Socks: An enigma of mankind.
Why can you never find a complete pair? You're running late, you need to get going, but you can't find two damn socks that are the same! There is nothing worse than turning up for an important meeting wearing blue and yellow stripes on the left and pink with red spots on the right. Also before you ask, only a real man owns socks that colour without having any confusion about their sexuality. I am a man and there is no question OK.
However, back on subject again. Socks. What to do with them. You may not be able to find a pair sure, but the even more annoying thing for me is the damn holes that get everywhere. There is no reason for the position where some holes occur, its ridiculous. I would expect the end of the foot where my obscenely long toenails poke through, sure. I would even expect the heel to get the wear it deserves.

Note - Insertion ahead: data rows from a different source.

//! Error types returned by the leaderboard engine.
//!
//! Three disjoint outcomes, matching the error surface a caller has to
//! handle: a missing member, a rejected argument, and an unmodified
//! backend failure.

use thiserror::Error;

/// Errors produced by board primitives and query composition.
#[derive(Debug, Error)]
pub enum LeaderboardError {
    /// Raised only by `get_member`, `get_members` (single form) and
    /// `get_rank`. Bulk reads omit missing members instead of erroring.
    #[error("member `{member_id}` not found on board `{board_id}`")]
    MemberNotFound { board_id: String, member_id: String },

    /// A caller-supplied argument is outside its valid domain, e.g. a
    /// top-percentage request outside `[1, 100]`.
    #[error("invalid argument: {0}")]
    InvalidArgument(String),

    /// Propagated unchanged from the backend. The engine never retries.
    #[error("backend error: {0}")]
    Backend(#[from] redis::RedisError),

    /// The backend returned a shape the atomic script did not expect,
    /// e.g. the board key vanished right after a bulk write (the write
    /// script returns an empty reply rather than a script error in that
    /// case, so the client side is what raises it).
    #[error("backend invariant violated: {0}")]
    Invariant(String),
}

pub type Result<T> = std::result::Result<T, LeaderboardError>;
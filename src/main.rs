// SPDX-License-Identifier: MIT
// SPDX-FileCopyrightText: 2026 ® John Hauger Mitander <john@mitander.dev>

use clap::{Parser, Subcommand, ValueEnum};
use std::process::ExitCode;
use std::sync::Arc;
use tokio::sync::broadcast::error::RecvError;
use vin_arcade::app::config::GlobalSettings;
use vin_arcade::app::logging::setup_logging;
use vin_arcade::app::presenter::Presenter;
use vin_arcade::domain::error::{ActionError, AppError};
use vin_arcade::domain::model::{
    ConnectMode, ContractId, LottoMode, LottoRowInput, Parity, SwapDirection,
};
use vin_arcade::infrastructure::network::price_feed::{PriceFeed, PriceTicker};
use vin_arcade::infrastructure::network::provider::RpcChainReader;
use vin_arcade::infrastructure::network::wallet::WalletProvider;
use vin_arcade::services::cache::BalanceCache;
use vin_arcade::services::coordinator::Coordinator;
use vin_arcade::services::session::SessionManager;

#[derive(Parser, Debug)]
#[command(author, version, about = "VIN swap, dice and lotto on Monad")]
struct Cli {
    /// Path to config file (default: config.{toml,yaml,json})
    #[arg(long)]
    config: Option<String>,

    /// Log level or filter directives (overrides config/env)
    #[arg(long)]
    log_level: Option<String>,

    #[command(subcommand)]
    command: Command,
}

#[derive(Subcommand, Debug)]
enum Command {
    /// Session, balances, allowances and pools
    Status,
    /// Ask the wallet for an account and switch it to the target network
    Connect,
    /// Let a contract spend VIN
    Approve {
        spender: SpenderArg,
        /// Whole VIN; defaults to 1,000,000
        #[arg(long)]
        amount: Option<String>,
    },
    /// Swap at the fixed rate; pass "max" to use everything available
    Swap {
        direction: DirectionArg,
        amount: String,
    },
    /// Preview a swap without sending anything
    Quote {
        direction: DirectionArg,
        amount: String,
    },
    /// Bet VIN on the parity of the roll
    Dice { amount: String, choice: ParityArg },
    /// Play one lotto ticket
    Lotto {
        #[arg(long, default_value_t = false)]
        bet27: bool,
        /// NN:AMOUNT, repeatable
        #[arg(long = "row", value_parser = parse_row, required = true)]
        rows: Vec<LottoRowInput>,
    },
    /// Current MON/VIN prices
    Price,
    /// Follow wallet events and prices until Ctrl-C
    Watch,
}

#[derive(ValueEnum, Clone, Copy, Debug)]
enum SpenderArg {
    Swap,
    Dice,
    Lotto,
}

impl From<SpenderArg> for ContractId {
    fn from(s: SpenderArg) -> Self {
        match s {
            SpenderArg::Swap => ContractId::Swap,
            SpenderArg::Dice => ContractId::Dice,
            SpenderArg::Lotto => ContractId::Lotto,
        }
    }
}

#[derive(ValueEnum, Clone, Copy, Debug)]
enum DirectionArg {
    VinToMon,
    MonToVin,
}

impl From<DirectionArg> for SwapDirection {
    fn from(d: DirectionArg) -> Self {
        match d {
            DirectionArg::VinToMon => SwapDirection::TokenToNative,
            DirectionArg::MonToVin => SwapDirection::NativeToToken,
        }
    }
}

#[derive(ValueEnum, Clone, Copy, Debug)]
enum ParityArg {
    Even,
    Odd,
}

impl From<ParityArg> for Parity {
    fn from(p: ParityArg) -> Self {
        match p {
            ParityArg::Even => Parity::Even,
            ParityArg::Odd => Parity::Odd,
        }
    }
}

/// Only splits the row; the coordinator validates both halves.
fn parse_row(raw: &str) -> Result<LottoRowInput, String> {
    let (number, amount) = raw
        .split_once(':')
        .ok_or_else(|| format!("expected NN:AMOUNT, got '{raw}'"))?;
    Ok(LottoRowInput::new(number.trim(), amount.trim()))
}

async fn run(
    command: Command,
    settings: &GlobalSettings,
    coordinator: &Coordinator,
    presenter: &Presenter,
) -> Result<String, ActionError> {
    let session = coordinator.session();
    match command {
        Command::Status => {
            if let Err(e) = session.connect(ConnectMode::Silent).await {
                tracing::debug!(target: "session", error = %e, "Silent connect failed");
            }
            let current = session.session();
            let balances = coordinator.cache().refresh_display(current.account).await;
            Ok(format!("{}\n{}", presenter.session(&current), balances))
        }
        Command::Connect => {
            let current = session.connect(ConnectMode::Interactive).await?;
            Ok(presenter.session(&current))
        }
        Command::Approve { spender, amount } => {
            let outcome = coordinator
                .approve(spender.into(), amount.as_deref())
                .await?;
            Ok(presenter.approve(&outcome))
        }
        Command::Swap { direction, amount } => {
            let direction = direction.into();
            let outcome = if amount.trim().eq_ignore_ascii_case("max") {
                coordinator.swap_max(direction).await?
            } else {
                coordinator.swap(direction, &amount).await?
            };
            Ok(presenter.swap(&outcome))
        }
        Command::Quote { direction, amount } => {
            let direction = direction.into();
            let out = coordinator.quote(direction, &amount).await?;
            Ok(presenter.quote(direction, out))
        }
        Command::Dice { amount, choice } => {
            let outcome = coordinator.play_dice(&amount, choice.into()).await?;
            Ok(presenter.dice(&outcome))
        }
        Command::Lotto { bet27, rows } => {
            coordinator.edit_draft(|draft| {
                draft.reset();
                draft.set_mode(if bet27 { LottoMode::Bet27 } else { LottoMode::BetOne });
                for (idx, row) in rows.into_iter().enumerate() {
                    let slot = if idx == 0 { 0 } else { draft.add_row() };
                    draft.set_row(slot, row)?;
                }
                Ok::<_, ActionError>(())
            })?;
            let outcome = coordinator.play_draft().await?;
            Ok(presenter.lotto(&outcome))
        }
        Command::Price => {
            let feed = PriceFeed::new(&settings.price_url)
                .map_err(|e| ActionError::Rpc(e.to_string()))?;
            Ok(presenter.price(&feed.reading().await))
        }
        Command::Watch => {
            watch(settings, coordinator, presenter).await?;
            Ok("Stopped.".to_string())
        }
    }
}

async fn watch(
    settings: &GlobalSettings,
    coordinator: &Coordinator,
    presenter: &Presenter,
) -> Result<(), ActionError> {
    let session = coordinator.session();
    if let Err(e) = session.connect(ConnectMode::Silent).await {
        tracing::debug!(target: "session", error = %e, "Silent connect failed");
    }
    let feed =
        PriceFeed::new(&settings.price_url).map_err(|e| ActionError::Rpc(e.to_string()))?;
    let (mut prices, ticker) = PriceTicker::spawn(feed, settings.price_poll());
    let mut sessions = session.subscribe();
    println!("{}", presenter.session(&sessions.borrow_and_update()));

    loop {
        tokio::select! {
            _ = tokio::signal::ctrl_c() => break,
            changed = sessions.changed() => {
                if changed.is_err() {
                    break;
                }
                let current = sessions.borrow_and_update().clone();
                println!("{}", presenter.session(&current));
                if current.is_connected() {
                    let balances = coordinator.cache().refresh_display(current.account).await;
                    print!("{balances}");
                }
            }
            changed = prices.changed() => {
                if changed.is_err() {
                    break;
                }
                println!("{}", presenter.price(&prices.borrow_and_update()));
            }
        }
    }
    ticker.abort();
    Ok(())
}

#[tokio::main]
async fn main() -> Result<ExitCode, AppError> {
    let cli = Cli::parse();

    let settings = GlobalSettings::load_with_path(cli.config.as_deref())?;
    let level = match cli.log_level.as_deref() {
        Some(level) => level.to_string(),
        None if settings.debug => "debug".to_string(),
        None => settings.log_level.clone(),
    };
    setup_logging(&level, settings.log_json);

    let deployment = settings.deployment()?;
    let wallet = settings
        .local_wallet()?
        .map(|w| Arc::new(w) as Arc<dyn WalletProvider>);
    if wallet.is_none() {
        tracing::warn!(target: "config", "No wallet_key configured; running read-only");
    }
    let reader = Arc::new(RpcChainReader::connect(&deployment.network.rpc_url)?);
    let session = Arc::new(SessionManager::new(wallet, reader, deployment.clone()));
    let listener = session.listen();
    let cache = Arc::new(BalanceCache::new(session.clone()));
    let coordinator = Coordinator::new(session.clone(), cache);

    let presenter = Presenter::new(
        session.token_decimals().await,
        deployment.network.explorer_url.clone(),
    );
    let mut events = coordinator.subscribe();
    let progress = presenter.clone();
    let printer = tokio::spawn(async move {
        loop {
            match events.recv().await {
                Ok(event) => eprintln!("{}", progress.stage(&event)),
                Err(RecvError::Lagged(_)) => continue,
                Err(RecvError::Closed) => break,
            }
        }
    });

    let result = run(cli.command, &settings, &coordinator, &presenter).await;
    drop(coordinator);
    let _ = printer.await;
    if let Some(listener) = listener {
        listener.abort();
    }

    match result {
        Ok(line) => {
            println!("{line}");
            Ok(ExitCode::SUCCESS)
        }
        Err(e) => {
            eprintln!("{}", presenter.error(&e));
            Ok(ExitCode::FAILURE)
        }
    }
}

But some of the others are ridiculous. I have socks that look like a snake has used them as a balaclava in a bank job, and others where a ferret has used one as a full body suit and left a hole for urination.
Now as I say, I am a man, no question, so I get wary of looking unmanly, but these things need doing. I mean why should I have to buy new socks just because my cat has been using them as a pretend gimp mask. I mean its just not right. So, I close the curtains, lock the door, put on a tiny little lamp and get my needle out. I mean I would rather be caught with my other needle out that darning my socks, but its just got to be done.
It is also quite therapeutic, in a manly way that is. A calmer of nerves, a reliever of stress. Even if you are a man, I would recommend you give it a go, you just might like it. However tell no one I told you this, and tell no one you had a go, or your manliness will be severely dented.
However I must stop writing now, as I have ironing to do and the dishes just won't wash themselves. Now just where did I put my marigolds?